** Task objective **
Give all the data again exactly.
####
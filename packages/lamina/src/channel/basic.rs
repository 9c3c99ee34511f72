// the general unbounded, multi-consumer channel.

use super::{
    api::Channel,
    callback::{CallbackId, Listener, OnClosed, Receiver},
    core::{self, Lock, State},
    error::{ClosedError, SealedError},
};
use std::fmt::{self, Formatter, Debug};


/// Create a channel
///
/// Shorthand for [`BasicChannel::new`].
pub fn channel<T>() -> BasicChannel<T>
where
    T: Clone + Send + 'static,
{
    BasicChannel::new()
}

/// Unbounded, ordered, closable channel with any number of producers and consumers
///
/// This is a cheap handle: clones refer to the same channel.
///
/// Each operation which changes the channel's state is one atomic transition, which also decides
/// which registered callbacks get which buffered messages. The callbacks are invoked on the
/// calling thread after the transition commits. See [`Channel`] for the operations.
pub struct BasicChannel<T>(core::Channel<T>);

impl<T> BasicChannel<T>
where
    T: Clone + Send + 'static,
{
    /// Construct an empty, open channel
    pub fn new() -> Self {
        BasicChannel(core::Channel::new())
    }

    /// Number of buffered messages
    pub fn len(&self) -> usize {
        self.0.lock().backlog().len()
    }

    /// Whether no messages are buffered
    pub fn is_empty(&self) -> bool {
        self.len() == 0
    }

    /// Whether two handles refer to the same channel
    pub fn same_channel(&self, other: &Self) -> bool {
        self.0.ptr_eq(&other.0)
    }

    // run a registration transition, failing if closed.
    fn register(&self, f: impl FnOnce(&mut Lock<'_, T>)) -> Result<(), ClosedError> {
        if self.0.state() == State::Closed as u8 {
            return Err(ClosedError);
        }
        let mut lock = self.0.lock();
        if lock.state() == State::Closed {
            return Err(ClosedError);
        }
        f(&mut lock);
        lock.commit().run();
        Ok(())
    }

    // run an enqueue transition, failing if sealed.
    fn push(&self, msg: T, seal: bool) -> Result<(), SealedError<T>> {
        if self.0.state() != State::Open as u8 {
            return Err(SealedError(msg));
        }
        let mut lock = self.0.lock();
        if lock.state() != State::Open {
            return Err(SealedError(msg));
        }
        lock.enqueue(msg);
        if seal {
            lock.seal();
        }
        lock.commit().run();
        Ok(())
    }
}

impl<T> Channel<T> for BasicChannel<T>
where
    T: Clone + Send + 'static,
{
    fn listen(&self, listener: Listener<T>) -> Result<(), ClosedError> {
        self.register(|lock| lock.listen(listener, false))
    }

    fn listen_all(&self, listener: Listener<T>) -> Result<(), ClosedError> {
        self.register(|lock| lock.listen(listener, true))
    }

    fn receive(&self, receiver: Receiver<T>) -> Result<(), ClosedError> {
        self.register(|lock| lock.receive(receiver, false))
    }

    fn receive_all(&self, receiver: Receiver<T>) -> Result<(), ClosedError> {
        self.register(|lock| lock.receive(receiver, true))
    }

    fn cancel_callback(&self, id: CallbackId) {
        if self.0.lock().cancel(id) {
            trace!(?id, "callback cancelled");
        }
    }

    fn enqueue(&self, msg: T) -> Result<(), SealedError<T>> {
        self.push(msg, false)
    }

    fn enqueue_and_close(&self, msg: T) -> Result<(), SealedError<T>> {
        self.push(msg, true)
    }

    fn close(&self) {
        if self.0.state() != State::Open as u8 {
            return;
        }
        let mut lock = self.0.lock();
        lock.seal();
        lock.commit().run();
    }

    fn is_sealed(&self) -> bool {
        self.0.state() != State::Open as u8
    }

    fn is_closed(&self) -> bool {
        self.0.state() == State::Closed as u8
    }

    fn on_closed(&self, f: OnClosed) {
        if self.0.state() != State::Closed as u8 {
            let mut lock = self.0.lock();
            if lock.state() != State::Closed {
                lock.on_closed(f);
                return;
            }
        }
        f.fire();
    }
}

impl<T> Clone for BasicChannel<T> {
    fn clone(&self) -> Self {
        BasicChannel(self.0.clone())
    }
}

impl<T> Default for BasicChannel<T>
where
    T: Clone + Send + 'static,
{
    fn default() -> Self {
        Self::new()
    }
}

impl<T> Debug for BasicChannel<T>
where
    T: Clone + Debug,
{
    fn fmt(&self, f: &mut Formatter) -> fmt::Result {
        let lock = self.0.lock();
        f.debug_struct("BasicChannel")
            .field("state", &lock.state())
            .field("backlog", lock.backlog())
            .field("callbacks", &lock.callback_count())
            .finish()
    }
}
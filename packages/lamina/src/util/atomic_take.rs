//! Low-level concurrency utility.

use std::{
    mem::MaybeUninit,
    sync::atomic::{
        Ordering::{Acquire, AcqRel},
        AtomicBool,
    },
};

/// Like an atomic `Option<T>` that can be `take`n once.
///
/// Used wherever several parties race to resolve the same thing, such as the callbacks and timer
/// of a poll: whoever takes the value has won, everyone else gets `None`.
pub(crate) struct AtomicTake<T> {
    // val is initialized if is_some is true. the thread that transitions it from true to false
    // claims the right to read it and take ownership of it.
    is_some: AtomicBool,
    val: MaybeUninit<T>,
}

// only one thread can ever obtain the value, and nothing else reads it.
unsafe impl<T: Send> Send for AtomicTake<T> {}
unsafe impl<T: Send> Sync for AtomicTake<T> {}

impl<T> AtomicTake<T> {
    /// Construct with a value.
    pub(crate) const fn some(val: T) -> Self {
        AtomicTake {
            is_some: AtomicBool::new(true),
            val: MaybeUninit::new(val),
        }
    }

    /// Try to atomically take the value.
    pub(crate) fn take(&self) -> Option<T> {
        if self.is_some.swap(false, AcqRel) {
            Some(unsafe { self.val.as_ptr().read() })
        } else {
            None
        }
    }

    /// Whether the value has already been taken (or was never there).
    pub(crate) fn is_taken(&self) -> bool {
        !self.is_some.load(Acquire)
    }
}

impl<T> Drop for AtomicTake<T> {
    fn drop(&mut self) {
        // make sure the value gets dropped if not yet taken
        drop(self.take());
    }
}
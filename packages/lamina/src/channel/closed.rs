// the degenerate, always closed channel.

use super::{
    api::Channel,
    callback::{CallbackId, Listener, OnClosed, Receiver},
    error::{ClosedError, SealedError},
};
use std::{
    fmt::{self, Formatter, Debug},
    marker::PhantomData,
};


/// Create a closed channel
pub fn closed_channel<T>() -> ClosedChannel<T> {
    ClosedChannel(PhantomData)
}

/// Channel which is closed from the start
///
/// Every registration fails with [`ClosedError`], and every enqueue fails with [`SealedError`].
pub struct ClosedChannel<T>(PhantomData<fn() -> T>);

impl<T> Channel<T> for ClosedChannel<T> {
    fn listen(&self, _: Listener<T>) -> Result<(), ClosedError> {
        Err(ClosedError)
    }

    fn listen_all(&self, _: Listener<T>) -> Result<(), ClosedError> {
        Err(ClosedError)
    }

    fn receive(&self, _: Receiver<T>) -> Result<(), ClosedError> {
        Err(ClosedError)
    }

    fn receive_all(&self, _: Receiver<T>) -> Result<(), ClosedError> {
        Err(ClosedError)
    }

    fn cancel_callback(&self, _: CallbackId) {}

    fn enqueue(&self, msg: T) -> Result<(), SealedError<T>> {
        Err(SealedError(msg))
    }

    fn enqueue_and_close(&self, msg: T) -> Result<(), SealedError<T>> {
        Err(SealedError(msg))
    }

    fn close(&self) {}

    fn is_sealed(&self) -> bool {
        true
    }

    fn is_closed(&self) -> bool {
        true
    }

    fn on_closed(&self, f: OnClosed) {
        f.fire();
    }
}

impl<T> Clone for ClosedChannel<T> {
    fn clone(&self) -> Self {
        ClosedChannel(PhantomData)
    }
}

impl<T> Default for ClosedChannel<T> {
    fn default() -> Self {
        closed_channel()
    }
}

impl<T> Debug for ClosedChannel<T> {
    fn fmt(&self, f: &mut Formatter) -> fmt::Result {
        f.write_str("ClosedChannel")
    }
}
####
** Your response **
filename packages/lamina/src/channel/basic.rs
repository 9c3c99ee34511f72
// the general unbounded, multi-consumer channel.

use super::{
    api::Channel,
    callback::{CallbackId, Listener, OnClosed, Receiver},
    core::{self, Lock, State},
    error::{ClosedError, SealedError},
};
use std::fmt::{self, Formatter, Debug};


/// Create a channel
///
/// Shorthand for [`BasicChannel::new`].
pub fn channel<T>() -> BasicChannel<T>
where
    T: Clone + Send + 'static,
{
    BasicChannel::new()
}

/// Unbounded, ordered, closable channel with any number of producers and consumers
///
/// This is a cheap handle: clones refer to the same channel.
///
/// Each operation which changes the channel's state is one atomic transition, which also decides
/// which registered callbacks get which buffered messages. The callbacks are invoked on the
/// calling thread after the transition commits. See [`Channel`] for the operations.
pub struct BasicChannel<T>(core::Channel<T>);

impl<T> BasicChannel<T>
where
    T: Clone + Send + 'static,
{
    /// Construct an empty, open channel
    pub fn new() -> Self {
        BasicChannel(core::Channel::new())
    }

    /// Number of buffered messages
    pub fn len(&self) -> usize {
        self.0.lock().backlog().len()
    }

    /// Whether no messages are buffered
    pub fn is_empty(&self) -> bool {
        self.len() == 0
    }

    /// Whether two handles refer to the same channel
    pub fn same_channel(&self, other: &Self) -> bool {
        self.0.ptr_eq(&other.0)
    }

    // run a registration transition, failing if closed.
    fn register(&self, f: impl FnOnce(&mut Lock<'_, T>)) -> Result<(), ClosedError> {
        if self.0.state() == State::Closed as u8 {
            return Err(ClosedError);
        }
        let mut lock = self.0.lock();
        if lock.state() == State::Closed {
            return Err(ClosedError);
        }
        f(&mut lock);
        lock.commit().run();
        Ok(())
    }

    // run an enqueue transition, failing if sealed.
    fn push(&self, msg: T, seal: bool) -> Result<(), SealedError<T>> {
        if self.0.state() != State::Open as u8 {
            return Err(SealedError(msg));
        }
        let mut lock = self.0.lock();
        if lock.state() != State::Open {
            return Err(SealedError(msg));
        }
        lock.enqueue(msg);
        if seal {
            lock.seal();
        }
        lock.commit().run();
        Ok(())
    }
}

impl<T> Channel<T> for BasicChannel<T>
where
    T: Clone + Send + 'static,
{
    fn listen(&self, listener: Listener<T>) -> Result<(), ClosedError> {
        self.register(|lock| lock.listen(listener, false))
    }

    fn listen_all(&self, listener: Listener<T>) -> Result<(), ClosedError> {
        self.register(|lock| lock.listen(listener, true))
    }

    fn receive(&self, receiver: Receiver<T>) -> Result<(), ClosedError> {
        self.register(|lock| lock.receive(receiver, false))
    }

    fn receive_all(&self, receiver: Receiver<T>) -> Result<(), ClosedError> {
        self.register(|lock| lock.receive(receiver, true))
    }

    fn cancel_callback(&self, id: CallbackId) {
        if self.0.lock().cancel(id) {
            trace!(?id, "callback cancelled");
        }
    }

    fn enqueue(&self, msg: T) -> Result<(), SealedError<T>> {
        self.push(msg, false)
    }

    fn enqueue_and_close(&self, msg: T) -> Result<(), SealedError<T>> {
        self.push(msg, true)
    }

    fn close(&self) {
        if self.0.state() != State::Open as u8 {
            return;
        }
        let mut lock = self.0.lock();
        lock.seal();
        lock.commit().run();
    }

    fn is_sealed(&self) -> bool {
        self.0.state() != State::Open as u8
    }

    fn is_closed(&self) -> bool {
        self.0.state() == State::Closed as u8
    }

    fn on_closed(&self, f: OnClosed) {
        if self.0.state() != State::Closed as u8 {
            let mut lock = self.0.lock();
            if lock.state() != State::Closed {
                lock.on_closed(f);
                return;
            }
        }
        f.fire();
    }
}

impl<T> Clone for BasicChannel<T> {
    fn clone(&self) -> Self {
        BasicChannel(self.0.clone())
    }
}

impl<T> Default for BasicChannel<T>
where
    T: Clone + Send + 'static,
{
    fn default() -> Self {
        Self::new()
    }
}

impl<T> Debug for BasicChannel<T>
where
    T: Clone + Debug,
{
    fn fmt(&self, f: &mut Formatter) -> fmt::Result {
        let lock = self.0.lock();
        f.debug_struct("BasicChannel")
            .field("state", &lock.state())
            .field("backlog", lock.backlog())
            .field("callbacks", &lock.callback_count())
            .finish()
    }
}
filename packages/lamina/src/util/atomic_take.rs
//! Low-level concurrency utility.

use std::{
    mem::MaybeUninit,
    sync::atomic::{
        Ordering::{Acquire, AcqRel},
        AtomicBool,
    },
};

/// Like an atomic `Option<T>` that can be `take`n once.
///
/// Used wherever several parties race to resolve the same thing, such as the callbacks and timer
/// of a poll: whoever takes the value has won, everyone else gets `None`.
pub(crate) struct AtomicTake<T> {
    // val is initialized if is_some is true. the thread that transitions it from true to false
    // claims the right to read it and take ownership of it.
    is_some: AtomicBool,
    val: MaybeUninit<T>,
}

// only one thread can ever obtain the value, and nothing else reads it.
unsafe impl<T: Send> Send for AtomicTake<T> {}
unsafe impl<T: Send> Sync for AtomicTake<T> {}

impl<T> AtomicTake<T> {
    /// Construct with a value.
    pub(crate) const fn some(val: T) -> Self {
        AtomicTake {
            is_some: AtomicBool::new(true),
            val: MaybeUninit::new(val),
        }
    }

    /// Try to atomically take the value.
    pub(crate) fn take(&self) -> Option<T> {
        if self.is_some.swap(false, AcqRel) {
            Some(unsafe { self.val.as_ptr().read() })
        } else {
            None
        }
    }

    /// Whether the value has already been taken (or was never there).
    pub(crate) fn is_taken(&self) -> bool {
        !self.is_some.load(Acquire)
    }
}

impl<T> Drop for AtomicTake<T> {
    fn drop(&mut self) {
        // make sure the value gets dropped if not yet taken
        drop(self.take());
    }
}
filename packages/lamina/src/channel/closed.rs
// the degenerate, always closed channel.

use super::{
    api::Channel,
    callback::{CallbackId, Listener, OnClosed, Receiver},
    error::{ClosedError, SealedError},
};
use std::{
    fmt::{self, Formatter, Debug},
    marker::PhantomData,
};


/// Create a closed channel
pub fn closed_channel<T>() -> ClosedChannel<T> {
    ClosedChannel(PhantomData)
}

/// Channel which is closed from the start
///
/// Every registration fails with [`ClosedError`], and every enqueue fails with [`SealedError`].
pub struct ClosedChannel<T>(PhantomData<fn() -> T>);

impl<T> Channel<T> for ClosedChannel<T> {
    fn listen(&self, _: Listener<T>) -> Result<(), ClosedError> {
        Err(ClosedError)
    }

    fn listen_all(&self, _: Listener<T>) -> Result<(), ClosedError> {
        Err(ClosedError)
    }

    fn receive(&self, _: Receiver<T>) -> Result<(), ClosedError> {
        Err(ClosedError)
    }

    fn receive_all(&self, _: Receiver<T>) -> Result<(), ClosedError> {
        Err(ClosedError)
    }

    fn cancel_callback(&self, _: CallbackId) {}

    fn enqueue(&self, msg: T) -> Result<(), SealedError<T>> {
        Err(SealedError(msg))
    }

    fn enqueue_and_close(&self, msg: T) -> Result<(), SealedError<T>> {
        Err(SealedError(msg))
    }

    fn close(&self) {}

    fn is_sealed(&self) -> bool {
        true
    }

    fn is_closed(&self) -> bool {
        true
    }

    fn on_closed(&self, f: OnClosed) {
        f.fire();
    }
}

impl<T> Clone for ClosedChannel<T> {
    fn clone(&self) -> Self {
        ClosedChannel(PhantomData)
    }
}

impl<T> Default for ClosedChannel<T> {
    fn default() -> Self {
        closed_channel()
    }
}

impl<T> Debug for ClosedChannel<T> {
    fn fmt(&self, f: &mut Formatter) -> fmt::Result {
        f.write_str("ClosedChannel")
    }
}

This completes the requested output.